I am wasting away day by day. It’s not sad but a fact of life. We are served constant reminders that life is fading, short. No wonder it is so hard to see the miraculous, the new life. We need new eyes to see.

We are in a battle inside our minds to put our trust in either what we experience all around us (the dying off) or what God sees (the restoration He has for us). It is a bold act to deny yourself the obvious and accept what God has said is true instead. It does not mean living in fairy land. It does not mean denying your feelings in the moment or the human processes you must endure, but to deny their power over you for good. It means trusting that whatever death is in front of you, life is surely on the way.

We make space for renewal when we activate our faith. 

Renewal comes step at a time, day at a time. Although spiritual renewal is miraculous, it responds to our choices.

What does faith for renewal look like? Instead of despairing over the difficult, we continue to water what is good, continue to be faithful in the little. We wait expectingly.

If you feel weary, challenged, broken even, these are words of life from God written just for you, for a time such as this. 

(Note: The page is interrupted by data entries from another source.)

//! Remote research service client
//!
//! Issues a single `POST {base_url}/deep_research` per request and validates
//! the response payload before handing it to callers. No retries: one
//! attempt either succeeds or fails.

use async_trait::async_trait;
use reqwest::Client;
use serde::{Deserialize, Serialize};
use serde_json::Value;
use std::time::Duration;
use thiserror::Error;
use tracing::debug;

/// Default ceiling for a single research request
pub const DEFAULT_TIMEOUT: Duration = Duration::from_secs(300);

/// Errors from the remote research service
#[derive(Error, Debug)]
pub enum ClientError {
    #[error("HTTP request failed: {0}")]
    Transport(reqwest::Error),

    #[error("Timeout waiting for research response")]
    Timeout,

    #[error("Research service returned HTTP {status}: {body}")]
    Status { status: u16, body: String },

    #[error("Invalid research payload: {0}")]
    InvalidPayload(#[from] PayloadError),
}

/// Ways a research payload can fail schema validation
#[derive(Error, Debug)]
pub enum PayloadError {
    #[error("response body is not valid JSON: {0}")]
    Json(#[from] serde_json::Error),

    #[error("response body is not a JSON object")]
    NotAnObject,

    #[error("missing required field `{0}`")]
    MissingField(&'static str),

    #[error("field `{field}` must be {expected}")]
    WrongType {
        field: &'static str,
        expected: &'static str,
    },
}

/// Wire request for the research service
#[derive(Debug, Serialize)]
struct ResearchQuery<'a> {
    query: &'a str,
}

/// One completed research run
#[derive(Debug, Clone, PartialEq, Serialize, Deserialize)]
pub struct ResearchResult {
    /// Opaque identifier for correlating this run
    pub trace_id: String,
    /// Long-form markdown report
    pub report: String,
    /// One-paragraph summary
    pub summary: String,
    /// Suggested next questions, in order
    pub follow_up_questions: Vec<String>,
}

/// Validate a raw service payload against the research result shape.
///
/// All four fields are required; `follow_up_questions` must be an array of
/// strings (an empty array is fine). Returns a discriminated failure so
/// callers can tell validation problems apart from transport problems.
pub fn validate_payload(value: &Value) -> Result<ResearchResult, PayloadError> {
    let object = value.as_object().ok_or(PayloadError::NotAnObject)?;

    let string_field = |field: &'static str| -> Result<String, PayloadError> {
        let value = object.get(field).ok_or(PayloadError::MissingField(field))?;
        value
            .as_str()
            .map(str::to_string)
            .ok_or(PayloadError::WrongType {
                field,
                expected: "a string",
            })
    };

    let trace_id = string_field("trace_id")?;
    let report = string_field("report")?;
    let summary = string_field("summary")?;

    let questions = object
        .get("follow_up_questions")
        .ok_or(PayloadError::MissingField("follow_up_questions"))?
        .as_array()
        .ok_or(PayloadError::WrongType {
            field: "follow_up_questions",
            expected: "an array of strings",
        })?;

    let follow_up_questions = questions
        .iter()
        .map(|q| {
            q.as_str()
                .map(str::to_string)
                .ok_or(PayloadError::WrongType {
                    field: "follow_up_questions",
                    expected: "an array of strings",
                })
        })
        .collect::<Result<Vec<_>, _>>()?;

    Ok(ResearchResult {
        trace_id,
        report,
        summary,
        follow_up_questions,
    })
}

/// Explicit configuration for the research client
#[derive(Debug, Clone)]
pub struct ClientConfig {
    /// Base URL of the research service (no trailing slash needed)
    pub base_url: String,
    /// Ceiling for a single request
    pub timeout: Duration,
}

impl ClientConfig {
    /// Create a config with the default timeout
    pub fn new(base_url: impl Into<String>) -> Self {
        Self {
            base_url: base_url.into().trim_end_matches('/').to_string(),
            timeout: DEFAULT_TIMEOUT,
        }
    }

    pub fn with_timeout(mut self, timeout: Duration) -> Self {
        self.timeout = timeout;
        self
    }
}

/// Source of research results, seam for the HTTP handlers
#[async_trait]
pub trait ResearchBackend: Send + Sync {
    /// Backend name for logging/identification
    fn name(&self) -> &str;

    /// Run one research request for the given prompt
    async fn fetch_research(&self, prompt: &str) -> Result<ResearchResult, ClientError>;
}

/// HTTP client for the remote research service
pub struct ResearchClient {
    client: Client,
    base_url: String,
}

impl ResearchClient {
    /// Create a new client from an explicit configuration
    pub fn new(config: ClientConfig) -> Self {
        Self {
            client: Client::builder()
                .timeout(config.timeout)
                .build()
                .expect("Failed to create HTTP client"),
            base_url: config.base_url,
        }
    }
}

#[async_trait]
impl ResearchBackend for ResearchClient {
    fn name(&self) -> &str {
        "deep_research"
    }

    async fn fetch_research(&self, prompt: &str) -> Result<ResearchResult, ClientError> {
        let url = format!("{}/deep_research", self.base_url);

        let response = self
            .client
            .post(&url)
            .header("Content-Type", "application/json")
            .json(&ResearchQuery { query: prompt })
            .send()
            .await
            .map_err(|e| {
                if e.is_timeout() {
                    ClientError::Timeout
                } else {
                    ClientError::Transport(e)
                }
            })?;

        if !response.status().is_success() {
            let status = response.status().as_u16();
            let body = response.text().await.unwrap_or_default();
            return Err(ClientError::Status { status, body });
        }

        let body = response.text().await.map_err(|e| {
            if e.is_timeout() {
                ClientError::Timeout
            } else {
                ClientError::Transport(e)
            }
        })?;

        debug!(body_len = body.len(), "Got research response");

        let value: Value = serde_json::from_str(&body).map_err(PayloadError::from)?;
        let result = validate_payload(&value)?;

        Ok(result)
    }
}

“Therefore we do not lose heart. Though outwardly we are wasting away, yet inwardly we are being renewed day by day. For our light and momentary troubles are achieving for us an eternal glory that far outweighs them all. So we fix our eyes not on what is seen, but on what is unseen, since what is seen is temporary, but what is unseen is eternal.” 2 Corinthians 4:16-18 (ESV)

The pathways to renewal are found in scripture.

  • Dedicate your brain space to what is good and true, the unseen things of God that will last forever. (2 Cor. 4:16-18)

  • Be humble enough to repent regularly. (Acts 3:19-21)

  • Keep your heart soft and open to God’s ways, putting aside ways of being that are not like His. (Ephesians 4: 17-24, Psalm 51:10-12)

  • Actively press into knowing Him and allowing him a place of lordship in your life. (Hosea 6:1-3, Psalm 23: 1-6)

  • Be willing to keep the past in the past and move forward into new things even when (Isa 43:18-19)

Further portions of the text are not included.